(Items from a data source)

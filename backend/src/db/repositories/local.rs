//! In-memory local repository implementation.
//!
//! This module provides a local implementation of [`ClimateRepository`]
//! suitable for unit testing and local development. Rows live in plain `Vec`s
//! in insertion order, which stands in for table order.

use async_trait::async_trait;
use std::sync::{Arc, RwLock, RwLockReadGuard};

use crate::api::{DateRange, PrecipitationRecord, TemperatureObservation, TemperatureSummary};
use crate::db::repository::{ClimateRepository, ErrorContext, RepositoryError, RepositoryResult};
use crate::models::{Measurement, ObservationDate, Station};

/// In-memory local repository.
///
/// # Example
/// ```
/// use climate_api::db::repositories::LocalRepository;
/// use climate_api::models::{Measurement, Station};
///
/// let repo = LocalRepository::new();
/// repo.add_station(Station::new("USC00519281", "WAIHEE 837.5, HI US", 21.45167, -157.84889, 32.9));
/// repo.add_measurement(Measurement::new("USC00519281", "2017-08-18", Some(0.06), 79.0));
/// assert_eq!(repo.measurement_count(), 1);
/// ```
#[derive(Clone, Default)]
pub struct LocalRepository {
    data: Arc<RwLock<LocalData>>,
}

#[derive(Default)]
struct LocalData {
    stations: Vec<Station>,
    measurements: Vec<Measurement>,
    is_unhealthy: bool,
}

impl LocalRepository {
    /// Create a new empty local repository.
    pub fn new() -> Self {
        Self::default()
    }

    /// Create a repository pre-populated with the given rows.
    pub fn with_data(stations: Vec<Station>, measurements: Vec<Measurement>) -> Self {
        let repo = Self::new();
        {
            let mut data = repo.data.write().unwrap_or_else(|e| e.into_inner());
            data.stations = stations;
            data.measurements = measurements;
        }
        repo
    }

    /// Append a station row.
    pub fn add_station(&self, station: Station) {
        let mut data = self.data.write().unwrap_or_else(|e| e.into_inner());
        data.stations.push(station);
    }

    /// Append a measurement row.
    pub fn add_measurement(&self, measurement: Measurement) {
        let mut data = self.data.write().unwrap_or_else(|e| e.into_inner());
        data.measurements.push(measurement);
    }

    pub fn measurement_count(&self) -> usize {
        self.data.read().map(|d| d.measurements.len()).unwrap_or(0)
    }

    /// Make `health_check` report the dataset as down.
    pub fn set_unhealthy(&self, unhealthy: bool) {
        let mut data = self.data.write().unwrap_or_else(|e| e.into_inner());
        data.is_unhealthy = unhealthy;
    }

    fn read(&self, operation: &str) -> RepositoryResult<RwLockReadGuard<'_, LocalData>> {
        self.data.read().map_err(|e| {
            RepositoryError::internal_with_context(
                format!("Lock poisoned: {}", e),
                ErrorContext::new(operation),
            )
        })
    }
}

#[async_trait]
impl ClimateRepository for LocalRepository {
    async fn health_check(&self) -> RepositoryResult<bool> {
        Ok(!self.read("health_check")?.is_unhealthy)
    }

    async fn latest_observation_date(&self) -> RepositoryResult<Option<String>> {
        let data = self.read("latest_observation_date")?;
        Ok(data.measurements.iter().map(|m| m.date.clone()).max())
    }

    async fn station_codes(&self) -> RepositoryResult<Vec<String>> {
        let data = self.read("station_codes")?;
        Ok(data.stations.iter().map(|s| s.station.clone()).collect())
    }

    async fn precipitation_since(
        &self,
        since: ObservationDate,
    ) -> RepositoryResult<Vec<PrecipitationRecord>> {
        let data = self.read("precipitation_since")?;
        let range = DateRange::from_start(since);
        Ok(data
            .measurements
            .iter()
            .filter(|m| range.contains(&m.date))
            .map(|m| PrecipitationRecord {
                date: m.date.clone(),
                prcp: m.prcp,
            })
            .collect())
    }

    async fn temperature_observations(
        &self,
        station: &str,
        since: ObservationDate,
    ) -> RepositoryResult<Vec<TemperatureObservation>> {
        let data = self.read("temperature_observations")?;
        let range = DateRange::from_start(since);
        Ok(data
            .measurements
            .iter()
            .filter(|m| m.station == station && range.contains(&m.date))
            .map(|m| TemperatureObservation {
                date: m.date.clone(),
                tobs: m.tobs,
            })
            .collect())
    }

    async fn temperature_summary(&self, range: DateRange) -> RepositoryResult<TemperatureSummary> {
        let data = self.read("temperature_summary")?;
        Ok(TemperatureSummary::from_temperatures(
            data.measurements
                .iter()
                .filter(|m| range.contains(&m.date))
                .map(|m| m.tobs),
        ))
    }
}
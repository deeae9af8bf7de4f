//! Dataset connection configuration and environment variable handling.

use std::env;

/// Dataset opened when `DATABASE_URL` is not set.
pub const DEFAULT_DATABASE_URL: &str = "Resources/hawaii.sqlite";

/// Configuration for opening the SQLite dataset.
#[derive(Debug, Clone)]
pub struct SqliteConfig {
    /// Dataset path or `sqlite://` URL
    pub database_url: String,
    /// Maximum number of connections in the pool
    pub max_pool_size: u32,
    /// Connection timeout in seconds
    pub connection_timeout_sec: u64,
    /// Open the dataset with `mode=ro`
    pub read_only: bool,
}

impl Default for SqliteConfig {
    fn default() -> Self {
        Self {
            database_url: String::new(),
            max_pool_size: 8,
            connection_timeout_sec: 30,
            read_only: true,
        }
    }
}

impl SqliteConfig {
    /// Create configuration from environment variables.
    ///
    /// # Environment Variables
    /// - `DATABASE_URL`: Dataset path (default: [`DEFAULT_DATABASE_URL`])
    /// - `SQLITE_POOL_MAX`: Maximum pool size (default: 8)
    /// - `SQLITE_CONN_TIMEOUT_SEC`: Connection timeout in seconds (default: 30)
    /// - `SQLITE_READ_ONLY`: `true`/`false` (default: true)
    pub fn from_env() -> Result<Self, String> {
        let database_url = match env::var("DATABASE_URL") {
            Ok(url) if url.trim().is_empty() => {
                return Err("DATABASE_URL is set but empty".to_string())
            }
            Ok(url) => url,
            Err(_) => DEFAULT_DATABASE_URL.to_string(),
        };

        let max_pool_size = env::var("SQLITE_POOL_MAX")
            .ok()
            .and_then(|v| v.parse::<u32>().ok())
            .unwrap_or(8);

        let connection_timeout_sec = env::var("SQLITE_CONN_TIMEOUT_SEC")
            .ok()
            .and_then(|v| v.parse::<u64>().ok())
            .unwrap_or(30);

        let read_only = env::var("SQLITE_READ_ONLY")
            .ok()
            .and_then(|v| v.parse::<bool>().ok())
            .unwrap_or(true);

        Ok(Self {
            database_url,
            max_pool_size,
            connection_timeout_sec,
            read_only,
        })
    }

    /// Create a new configuration with a database URL.
    pub fn with_url(database_url: impl Into<String>) -> Self {
        Self {
            database_url: database_url.into(),
            ..Default::default()
        }
    }

    /// Connection string handed to SQLite.
    ///
    /// Strips a `sqlite:` scheme and, in read-only mode, rewrites the path as a
    /// `file:` URI carrying `mode=ro`. Explicit `file:` URIs pass through.
    pub fn connection_url(&self) -> String {
        let raw = self.database_url.trim();
        if raw.starts_with("file:") {
            return raw.to_string();
        }
        let path = raw
            .strip_prefix("sqlite://")
            .or_else(|| raw.strip_prefix("sqlite:"))
            .unwrap_or(raw);
        if self.read_only && path != ":memory:" {
            format!("file:{}?mode=ro", path)
        } else {
            path.to_string()
        }
    }
}
//! HTTP handlers for the REST API.
//!
//! Each handler corresponds to an API endpoint and delegates to the
//! service layer in [`crate::db::services`].

use axum::{
    extract::{Path, State},
    response::Html,
    Json,
};

use super::dto::{HealthResponse, API_VERSION};
use super::error::AppError;
use super::state::AppState;
use crate::api::{DateRange, PrecipitationRecord, TemperatureObservation, TemperatureSummary};
use crate::db::services;

/// Result type for handlers.
pub type HandlerResult<T> = Result<Json<T>, AppError>;

const INDEX_HTML: &str = r#"<h2>Welcome to the Hawaii Climate API!</h2>
<ul>
<li><a href="/api/v1.0/precipitation">Precipitation</a>: <strong>/api/v1.0/precipitation</strong></li>
<li><a href="/api/v1.0/stations">Stations</a>: <strong>/api/v1.0/stations</strong></li>
<li><a href="/api/v1.0/tobs">TOBS</a>: <strong>/api/v1.0/tobs</strong></li>
<li>To retrieve min, avg, and max temperatures from a start date onward, use <strong>/api/v1.0/&lt;start&gt;</strong> (start date in yyyy-mm-dd format)</li>
<li>To retrieve min, avg, and max temperatures for a date range, use <strong>/api/v1.0/&lt;start&gt;/&lt;end&gt;</strong> (start and end dates in yyyy-mm-dd format)</li>
</ul>
"#;

// =============================================================================
// Index & Health
// =============================================================================

/// GET /
///
/// HTML index listing the available routes.
pub async fn index() -> Html<&'static str> {
    Html(INDEX_HTML)
}

/// GET /health
///
/// Verify the service is running and the dataset is reachable.
pub async fn health_check(State(state): State<AppState>) -> Json<HealthResponse> {
    let db_status = match services::health_check(state.repository.as_ref()).await {
        Ok(true) => "connected".to_string(),
        Ok(false) => "disconnected".to_string(),
        Err(e) => format!("error: {}", e),
    };

    Json(HealthResponse {
        status: "ok".to_string(),
        version: API_VERSION.to_string(),
        database: db_status,
    })
}

// =============================================================================
// Dataset Endpoints
// =============================================================================

/// GET /api/v1.0/precipitation
///
/// Precipitation readings for the year before the latest observation.
pub async fn get_precipitation(
    State(state): State<AppState>,
) -> HandlerResult<Vec<PrecipitationRecord>> {
    let records = services::list_precipitation(state.repository.as_ref()).await?;
    tracing::debug!(rows = records.len(), "precipitation");
    Ok(Json(records))
}

/// GET /api/v1.0/stations
///
/// Every station code.
pub async fn get_stations(State(state): State<AppState>) -> HandlerResult<Vec<String>> {
    let stations = services::list_stations(state.repository.as_ref()).await?;
    Ok(Json(stations))
}

/// GET /api/v1.0/tobs
///
/// Temperature observations of the most active station for the trailing year.
pub async fn get_tobs(
    State(state): State<AppState>,
) -> HandlerResult<Vec<TemperatureObservation>> {
    let observations = services::list_temperature_observations(state.repository.as_ref()).await?;
    tracing::debug!(rows = observations.len(), "tobs");
    Ok(Json(observations))
}

/// GET /api/v1.0/{start}
///
/// `[min, avg, max]` temperature from `start` onward.
pub async fn get_temperature_from(
    State(state): State<AppState>,
    Path(start): Path<String>,
) -> HandlerResult<TemperatureSummary> {
    let range = DateRange::parse(&start, None)?;
    let summary = services::temperature_summary(state.repository.as_ref(), range).await?;
    Ok(Json(summary))
}

/// GET /api/v1.0/{start}/{end}
///
/// `[min, avg, max]` temperature between `start` and `end`, both inclusive.
pub async fn get_temperature_range(
    State(state): State<AppState>,
    Path((start, end)): Path<(String, String)>,
) -> HandlerResult<TemperatureSummary> {
    let range = DateRange::parse(&start, Some(&end))?;
    let summary = services::temperature_summary(state.repository.as_ref(), range).await?;
    Ok(Json(summary))
}
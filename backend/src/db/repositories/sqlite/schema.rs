// Declared by hand to match the climate dataset; the service never migrates it.

diesel::table! {
    station (id) {
        id -> Integer,
        #[sql_name = "station"]
        code -> Text,
        name -> Text,
        latitude -> Double,
        longitude -> Double,
        elevation -> Double,
    }
}

diesel::table! {
    measurement (id) {
        id -> Integer,
        station -> Text,
        date -> Text,
        prcp -> Nullable<Double>,
        tobs -> Double,
    }
}

diesel::allow_tables_to_appear_in_same_query!(station, measurement);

▸ YOUR GOAL
Look above for the line holding "#[derive(Clone, Default)]" and the line holding "let repo = Self::new();". Retype both, and every line between them, word for word and nothing else.

▸ ANSWER SPACE
#[derive(Clone, Default)]
pub struct LocalRepository {
    data: Arc<RwLock<LocalData>>,
}

#[derive(Default)]
struct LocalData {
    stations: Vec<Station>,
    measurements: Vec<Measurement>,
    is_unhealthy: bool,
}

impl LocalRepository {
    /// Create a new empty local repository.
    pub fn new() -> Self {
        Self::default()
    }

    /// Create a repository pre-populated with the given rows.
    pub fn with_data(stations: Vec<Station>, measurements: Vec<Measurement>) -> Self {
        let repo = Self::new();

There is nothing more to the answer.